Calculate summary statistics for CSV numeric columns. Free online CSV stats tool. No signup, 100% private, browser-based.

CSV Statistical Summary

Mean

30

Median

30

How it works

A statistical summary of a CSV dataset provides distribution intelligence (count, mean, median, standard deviation, min, max, quartiles) for every numeric column in a single operation. This mirrors the output of Python's df.describe() or R's summary(), allowing rapid data profiling without writing any code.

**Key statistics explained** Count: number of non-null values (reveals missing data). Mean: arithmetic average (sensitive to outliers). Median (P50): middle value when sorted — more robust than mean for skewed distributions. Standard deviation: average distance from the mean — large std relative to mean suggests high variability. P25/P75 (quartiles): 25th and 75th percentiles. IQR = P75−P25 (interquartile range used for outlier detection: outliers are values outside P25−1.5×IQR to P75+1.5×IQR). Min/Max: extreme values, often revealing data entry errors (age of 999, salary of 0).

**Detecting data quality issues** Mean ≫ median: right-skewed distribution (income data, purchase amounts — a few very large values pull the mean up). Large max relative to P75: likely outliers. Count < total rows: missing values — flag columns with >5% null rate for imputation decisions. Std = 0: constant column — no predictive value; usually an artifact.

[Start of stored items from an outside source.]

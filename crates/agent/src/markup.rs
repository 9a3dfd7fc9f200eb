//! Markdown-ish reply text to display HTML.
//!
//! `**` markers pair up in order: the first opens `<b>`, the next closes it.
//! An odd final marker is dropped. Newlines become `<br>`.

const BOLD_MARKER: &str = "**";

pub fn to_html(text: &str) -> String {
    let pieces: Vec<&str> = text.split(BOLD_MARKER).collect();
    let markers = pieces.len() - 1;
    let paired = markers - markers % 2;

    let mut out = String::with_capacity(text.len() + markers * 2);
    for (i, piece) in pieces.iter().enumerate() {
        if i > 0 && i <= paired {
            out.push_str(if i % 2 == 1 { "<b>" } else { "</b>" });
        }
        out.push_str(piece);
    }
    out.replace('\n', "<br>")
}
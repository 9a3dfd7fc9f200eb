//! `lappybot compare`: side-by-side comparison.

use lappybot_catalog::advisor::invalid_amount_message;
use lappybot_catalog::{Comparison, CompareQuery, LaptopAdvisor, parse_amount};
use std::path::PathBuf;

/// Columns shown in the terminal summary, when the catalog has them.
const SUMMARY_COLUMNS: [&str; 5] = ["brand", "Model", "Price_MYR", "ram_memory", "gpu_type"];

pub fn run(
    catalog: Option<PathBuf>,
    brands: Vec<String>,
    max_price: Option<String>,
    html: bool,
) -> Result<(), Box<dyn std::error::Error>> {
    let config = super::load_config(catalog)?;

    let max_price = match max_price.as_deref().map(str::trim) {
        None | Some("") => None,
        Some(raw) => Some(
            parse_amount("max price", raw).map_err(|_| invalid_amount_message("max price"))?,
        ),
    };

    let advisor = LaptopAdvisor::new(super::load_catalog(&config)?);
    let comparison = advisor.compare(&CompareQuery::new(brands, max_price))?;

    if html {
        println!("{}", comparison.to_html_table());
    } else {
        print!("{}", summary(&comparison));
    }

    Ok(())
}

/// A tab-separated digest of the comparison.
fn summary(comparison: &Comparison) -> String {
    let picked: Vec<(usize, &str)> = SUMMARY_COLUMNS
        .iter()
        .filter_map(|name| {
            comparison
                .columns
                .iter()
                .position(|c| c == name)
                .map(|i| (i, *name))
        })
        .collect();

    let mut out = picked
        .iter()
        .map(|(_, name)| *name)
        .collect::<Vec<_>>()
        .join("\t");
    out.push('\n');
    for row in &comparison.rows {
        let cells: Vec<&str> = picked
            .iter()
            .map(|(i, _)| row.get(*i).map(String::as_str).unwrap_or(""))
            .collect();
        out.push_str(&cells.join("\t"));
        out.push('\n');
    }
    out.push_str(&format!("{} laptop(s)\n", comparison.len()));
    out
}

#[cfg(test)]
mod tests {
    use super::*;
    use lappybot_catalog::AppliedFilters;

    #[test]
    fn summary_picks_known_columns_in_order() {
        let comparison = Comparison {
            columns: vec!["index".into(), "Model".into(), "brand".into(), "Price_MYR".into()],
            rows: vec![vec!["0".into(), "TUF Gaming F15".into(), "asus".into(), "4299.0".into()]],
            filters: AppliedFilters::default(),
        };
        assert_eq!(
            summary(&comparison),
            "brand\tModel\tPrice_MYR\nasus\tTUF Gaming F15\t4299.0\n1 laptop(s)\n"
        );
    }
}
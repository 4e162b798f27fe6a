//! Persistent collections with structural sharing.
//!
//! Thin wrappers around the `im` crate. Sets and maps are ordered so that
//! iteration (and therefore error reporting over entries) is deterministic.

use std::fmt;
use std::hash::{Hash, Hasher};
use std::iter::FromIterator;

/// Persistent vector with structural sharing.
///
/// Cloning is O(1). Modifications return a new vector sharing structure
/// with the original.
#[derive(Clone)]
pub struct SvVec<T>(im::Vector<T>)
where
    T: Clone;

impl<T: Clone> SvVec<T> {
    /// Creates an empty vector.
    #[must_use]
    pub fn new() -> Self {
        Self(im::Vector::new())
    }

    /// Returns the number of elements.
    #[must_use]
    pub fn len(&self) -> usize {
        self.0.len()
    }

    /// Returns true if the vector is empty.
    #[must_use]
    pub fn is_empty(&self) -> bool {
        self.0.is_empty()
    }

    /// Gets an element by index.
    #[must_use]
    pub fn get(&self, index: usize) -> Option<&T> {
        self.0.get(index)
    }

    /// Returns a new vector with the element appended.
    #[must_use]
    pub fn push_back(&self, value: T) -> Self {
        let mut new = self.0.clone();
        new.push_back(value);
        Self(new)
    }

    /// Returns an iterator over the elements.
    pub fn iter(&self) -> impl Iterator<Item = &T> {
        self.0.iter()
    }

    /// Returns the last element.
    #[must_use]
    pub fn last(&self) -> Option<&T> {
        self.0.back()
    }
}

impl<T: Clone> Default for SvVec<T> {
    fn default() -> Self {
        Self::new()
    }
}

impl<T: Clone + fmt::Debug> fmt::Debug for SvVec<T> {
    fn fmt(&self, f: &mut fmt::Formatter<'_>) -> fmt::Result {
        f.debug_list().entries(self.iter()).finish()
    }
}

impl<T: Clone + PartialEq> PartialEq for SvVec<T> {
    fn eq(&self, other: &Self) -> bool {
        self.0 == other.0
    }
}

impl<T: Clone + Eq> Eq for SvVec<T> {}

impl<T: Clone + Ord> PartialOrd for SvVec<T> {
    fn partial_cmp(&self, other: &Self) -> Option<std::cmp::Ordering> {
        Some(self.cmp(other))
    }
}

impl<T: Clone + Ord> Ord for SvVec<T> {
    fn cmp(&self, other: &Self) -> std::cmp::Ordering {
        self.iter().cmp(other.iter())
    }
}

impl<T: Clone + Hash> Hash for SvVec<T> {
    fn hash<H: Hasher>(&self, state: &mut H) {
        self.len().hash(state);
        for item in self.iter() {
            item.hash(state);
        }
    }
}

impl<T: Clone> FromIterator<T> for SvVec<T> {
    fn from_iter<I: IntoIterator<Item = T>>(iter: I) -> Self {
        Self(im::Vector::from_iter(iter))
    }
}

impl<T: Clone> IntoIterator for SvVec<T> {
    type Item = T;
    type IntoIter = im::vector::ConsumingIter<T>;

    fn into_iter(self) -> Self::IntoIter {
        self.0.into_iter()
    }
}

impl<'a, T: Clone> IntoIterator for &'a SvVec<T> {
    type Item = &'a T;
    type IntoIter = im::vector::Iter<'a, T>;

    fn into_iter(self) -> Self::IntoIter {
        self.0.iter()
    }
}

/// Persistent ordered set with structural sharing.
#[derive(Clone)]
pub struct SvSet<T>(im::OrdSet<T>)
where
    T: Clone + Ord;

impl<T: Clone + Ord> SvSet<T> {
    /// Creates an empty set.
    #[must_use]
    pub fn new() -> Self {
        Self(im::OrdSet::new())
    }

    /// Returns the number of elements.
    #[must_use]
    pub fn len(&self) -> usize {
        self.0.len()
    }

    /// Returns true if the set is empty.
    #[must_use]
    pub fn is_empty(&self) -> bool {
        self.0.is_empty()
    }

    /// Returns true if the set contains the value.
    #[must_use]
    pub fn contains(&self, value: &T) -> bool {
        self.0.contains(value)
    }

    /// Returns a new set with the value inserted.
    #[must_use]
    pub fn insert(&self, value: T) -> Self {
        let mut new = self.0.clone();
        new.insert(value);
        Self(new)
    }

    /// Returns an iterator over the elements in ascending order.
    pub fn iter(&self) -> impl Iterator<Item = &T> {
        self.0.iter()
    }
}

impl<T: Clone + Ord> Default for SvSet<T> {
    fn default() -> Self {
        Self::new()
    }
}

impl<T: Clone + Ord + fmt::Debug> fmt::Debug for SvSet<T> {
    fn fmt(&self, f: &mut fmt::Formatter<'_>) -> fmt::Result {
        f.debug_set().entries(self.iter()).finish()
    }
}

impl<T: Clone + Ord> PartialEq for SvSet<T> {
    fn eq(&self, other: &Self) -> bool {
        self.0 == other.0
    }
}

impl<T: Clone + Ord> Eq for SvSet<T> {}

impl<T: Clone + Ord> PartialOrd for SvSet<T> {
    fn partial_cmp(&self, other: &Self) -> Option<std::cmp::Ordering> {
        Some(self.cmp(other))
    }
}

impl<T: Clone + Ord> Ord for SvSet<T> {
    fn cmp(&self, other: &Self) -> std::cmp::Ordering {
        self.iter().cmp(other.iter())
    }
}

impl<T: Clone + Ord + Hash> Hash for SvSet<T> {
    fn hash<H: Hasher>(&self, state: &mut H) {
        // Iteration order is the element order, so equal sets hash equally.
        self.len().hash(state);
        for item in self.iter() {
            item.hash(state);
        }
    }
}

impl<T: Clone + Ord> FromIterator<T> for SvSet<T> {
    fn from_iter<I: IntoIterator<Item = T>>(iter: I) -> Self {
        Self(im::OrdSet::from_iter(iter))
    }
}

/// Persistent ordered map with structural sharing.
#[derive(Clone)]
pub struct SvMap<K, V>(im::OrdMap<K, V>)
where
    K: Clone + Ord,
    V: Clone;

impl<K: Clone + Ord, V: Clone> SvMap<K, V> {
    /// Creates an empty map.
    #[must_use]
    pub fn new() -> Self {
        Self(im::OrdMap::new())
    }

    /// Returns the number of entries.
    #[must_use]
    pub fn len(&self) -> usize {
        self.0.len()
    }

    /// Returns true if the map is empty.
    #[must_use]
    pub fn is_empty(&self) -> bool {
        self.0.is_empty()
    }

    /// Gets a value by key.
    #[must_use]
    pub fn get(&self, key: &K) -> Option<&V> {
        self.0.get(key)
    }

    /// Returns true if the map contains the key.
    #[must_use]
    pub fn contains_key(&self, key: &K) -> bool {
        self.0.contains_key(key)
    }

    /// Returns a new map with the key-value pair inserted.
    #[must_use]
    pub fn insert(&self, key: K, value: V) -> Self {
        let mut new = self.0.clone();
        new.insert(key, value);
        Self(new)
    }

    /// Returns an iterator over key-value pairs in ascending key order.
    pub fn iter(&self) -> impl Iterator<Item = (&K, &V)> {
        self.0.iter()
    }

    /// Returns an iterator over keys.
    pub fn keys(&self) -> impl Iterator<Item = &K> {
        self.0.keys()
    }
}

impl<K: Clone + Ord, V: Clone> Default for SvMap<K, V> {
    fn default() -> Self {
        Self::new()
    }
}

impl<K: Clone + Ord + fmt::Debug, V: Clone + fmt::Debug> fmt::Debug for SvMap<K, V> {
    fn fmt(&self, f: &mut fmt::Formatter<'_>) -> fmt::Result {
        f.debug_map().entries(self.iter()).finish()
    }
}

impl<K: Clone + Ord, V: Clone + PartialEq> PartialEq for SvMap<K, V> {
    fn eq(&self, other: &Self) -> bool {
        self.0 == other.0
    }
}

impl<K: Clone + Ord, V: Clone + Eq> Eq for SvMap<K, V> {}

impl<K: Clone + Ord, V: Clone + Ord> PartialOrd for SvMap<K, V> {
    fn partial_cmp(&self, other: &Self) -> Option<std::cmp::Ordering> {
        Some(self.cmp(other))
    }
}

impl<K: Clone + Ord, V: Clone + Ord> Ord for SvMap<K, V> {
    fn cmp(&self, other: &Self) -> std::cmp::Ordering {
        self.iter().cmp(other.iter())
    }
}

impl<K: Clone + Ord + Hash, V: Clone + Hash> Hash for SvMap<K, V> {
    fn hash<H: Hasher>(&self, state: &mut H) {
        self.len().hash(state);
        for (k, v) in self.iter() {
            k.hash(state);
            v.hash(state);
        }
    }
}

impl<K: Clone + Ord, V: Clone> FromIterator<(K, V)> for SvMap<K, V> {
    fn from_iter<I: IntoIterator<Item = (K, V)>>(iter: I) -> Self {
        Self(im::OrdMap::from_iter(iter))
    }
}
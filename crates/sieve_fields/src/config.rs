//! Configuration shared by every descriptor of a schema.

use std::collections::HashMap;

#[cfg(feature = "serde")]
use serde::{Deserialize, Serialize};

/// Default bound on type nesting.
pub const DEFAULT_MAX_DEPTH: usize = 32;

/// Schema-wide configuration consumed by descriptors.
///
/// Read-only once descriptors are built; shared through an `Arc`.
#[derive(Clone, Debug, PartialEq)]
#[cfg_attr(feature = "serde", derive(Serialize, Deserialize))]
#[cfg_attr(feature = "serde", serde(default))]
pub struct Config {
    /// Accept types with no built-in validator, passing values through.
    pub arbitrary_types_allowed: bool,

    /// Strip surrounding whitespace from every string.
    pub anystr_strip_whitespace: bool,

    /// Minimum length of every string.
    pub min_anystr_length: Option<usize>,

    /// Maximum length of every string.
    pub max_anystr_length: Option<usize>,

    /// Maximum type nesting depth.
    pub max_depth: usize,

    /// Per-field alias and description overrides, keyed by field name.
    pub fields: HashMap<String, FieldOverride>,
}

impl Default for Config {
    fn default() -> Self {
        Self {
            arbitrary_types_allowed: false,
            anystr_strip_whitespace: false,
            min_anystr_length: None,
            max_anystr_length: None,
            max_depth: DEFAULT_MAX_DEPTH,
            fields: HashMap::new(),
        }
    }
}

impl Config {
    /// Creates a configuration that rejects unknown types and normalizes
    /// strings.
    #[must_use]
    pub fn strict() -> Self {
        Self {
            anystr_strip_whitespace: true,
            ..Self::default()
        }
    }

    /// Creates a configuration that passes unknown types through.
    #[must_use]
    pub fn permissive() -> Self {
        Self {
            arbitrary_types_allowed: true,
            ..Self::default()
        }
    }

    /// Builder method to allow arbitrary types.
    #[must_use]
    pub fn with_arbitrary_types(mut self, allowed: bool) -> Self {
        self.arbitrary_types_allowed = allowed;
        self
    }

    /// Builder method to strip whitespace from strings.
    #[must_use]
    pub fn with_strip_whitespace(mut self, strip: bool) -> Self {
        self.anystr_strip_whitespace = strip;
        self
    }

    /// Builder method to set string length limits.
    #[must_use]
    pub fn with_anystr_length(mut self, min: Option<usize>, max: Option<usize>) -> Self {
        self.min_anystr_length = min;
        self.max_anystr_length = max;
        self
    }

    /// Builder method to set the maximum nesting depth.
    #[must_use]
    pub fn with_max_depth(mut self, depth: usize) -> Self {
        self.max_depth = depth;
        self
    }

    /// Builder method to add a field override.
    #[must_use]
    pub fn with_field(mut self, name: impl Into<String>, field: FieldOverride) -> Self {
        self.fields.insert(name.into(), field);
        self
    }

    /// Returns the override declared for a field, if any.
    #[must_use]
    pub fn field_override(&self, name: &str) -> Option<&FieldOverride> {
        self.fields.get(name)
    }
}

/// Alias and description declared for a field outside its definition.
#[derive(Clone, Debug, Default, PartialEq, Eq)]
#[cfg_attr(feature = "serde", derive(Serialize, Deserialize))]
pub struct FieldOverride {
    /// External name of the field.
    pub alias: Option<String>,
    /// Human-readable description.
    pub description: Option<String>,
}

impl FieldOverride {
    /// Creates an override with an alias.
    #[must_use]
    pub fn alias(alias: impl Into<String>) -> Self {
        Self {
            alias: Some(alias.into()),
            description: None,
        }
    }

    /// Builder method to set the description.
    #[must_use]
    pub fn with_description(mut self, description: impl Into<String>) -> Self {
        self.description = Some(description.into());
        self
    }
}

**Column type detection** Columns containing only digits should be treated as numeric. Columns with mixed types (mostly numbers but some "N/A" or "—" strings) require null-coercion before statistics are meaningful. This tool auto-detects numeric columns and reports non-numeric columns separately with value frequency counts.

Frequently Asked Questions

What does it mean when mean is much larger than median?
When mean >> median, the distribution is right-skewed: a few very large values are pulling the mean upward. Common examples: income distributions (median US household income ~$74K, mean ~$102K due to high earners), purchase amounts (most transactions are small, occasional large purchases), response times (most requests are fast, occasional slow outliers). For skewed data, the median is a more representative 'typical value' than the mean.
How do I detect outliers using the summary statistics?
Use the IQR (interquartile range = P75 − P25) method: outliers are values below P25 − 1.5×IQR or above P75 + 1.5×IQR (Tukey's fences). For a column with P25=10, P75=20: IQR=10, lower fence = 10 − 15 = −5, upper fence = 20 + 15 = 35. Any value outside [−5, 35] is a mild outlier. For extreme outliers, use P25 − 3×IQR and P75 + 3×IQR. Also check: does max seem physically impossible? (age=999, salary=0, temperature=500)
Which columns are analyzed as numeric vs. categorical?
The tool auto-detects: columns where >90% of non-null values parse as numbers are treated as numeric and receive full statistical summaries. Columns with mostly non-numeric values are treated as categorical and receive value frequency counts instead. Edge cases: a column with '1', '2', 'N/A', 'unknown' — the non-numeric strings are noted as 'invalid count' and statistics are computed on the valid numeric subset. Inspect the invalid count to decide if data cleaning is needed.
What does standard deviation tell me about my data quality?
High standard deviation relative to the mean (coefficient of variation CV = std/mean > 1) suggests high variability — check for data entry errors or that you've mixed multiple populations in one column. Std = 0 means all values are identical — often an artifact of a constant field or a failed data export. Very small std with a mean near zero might indicate the column is effectively useless for modeling. Compare std across similar datasets to flag anomalous variability.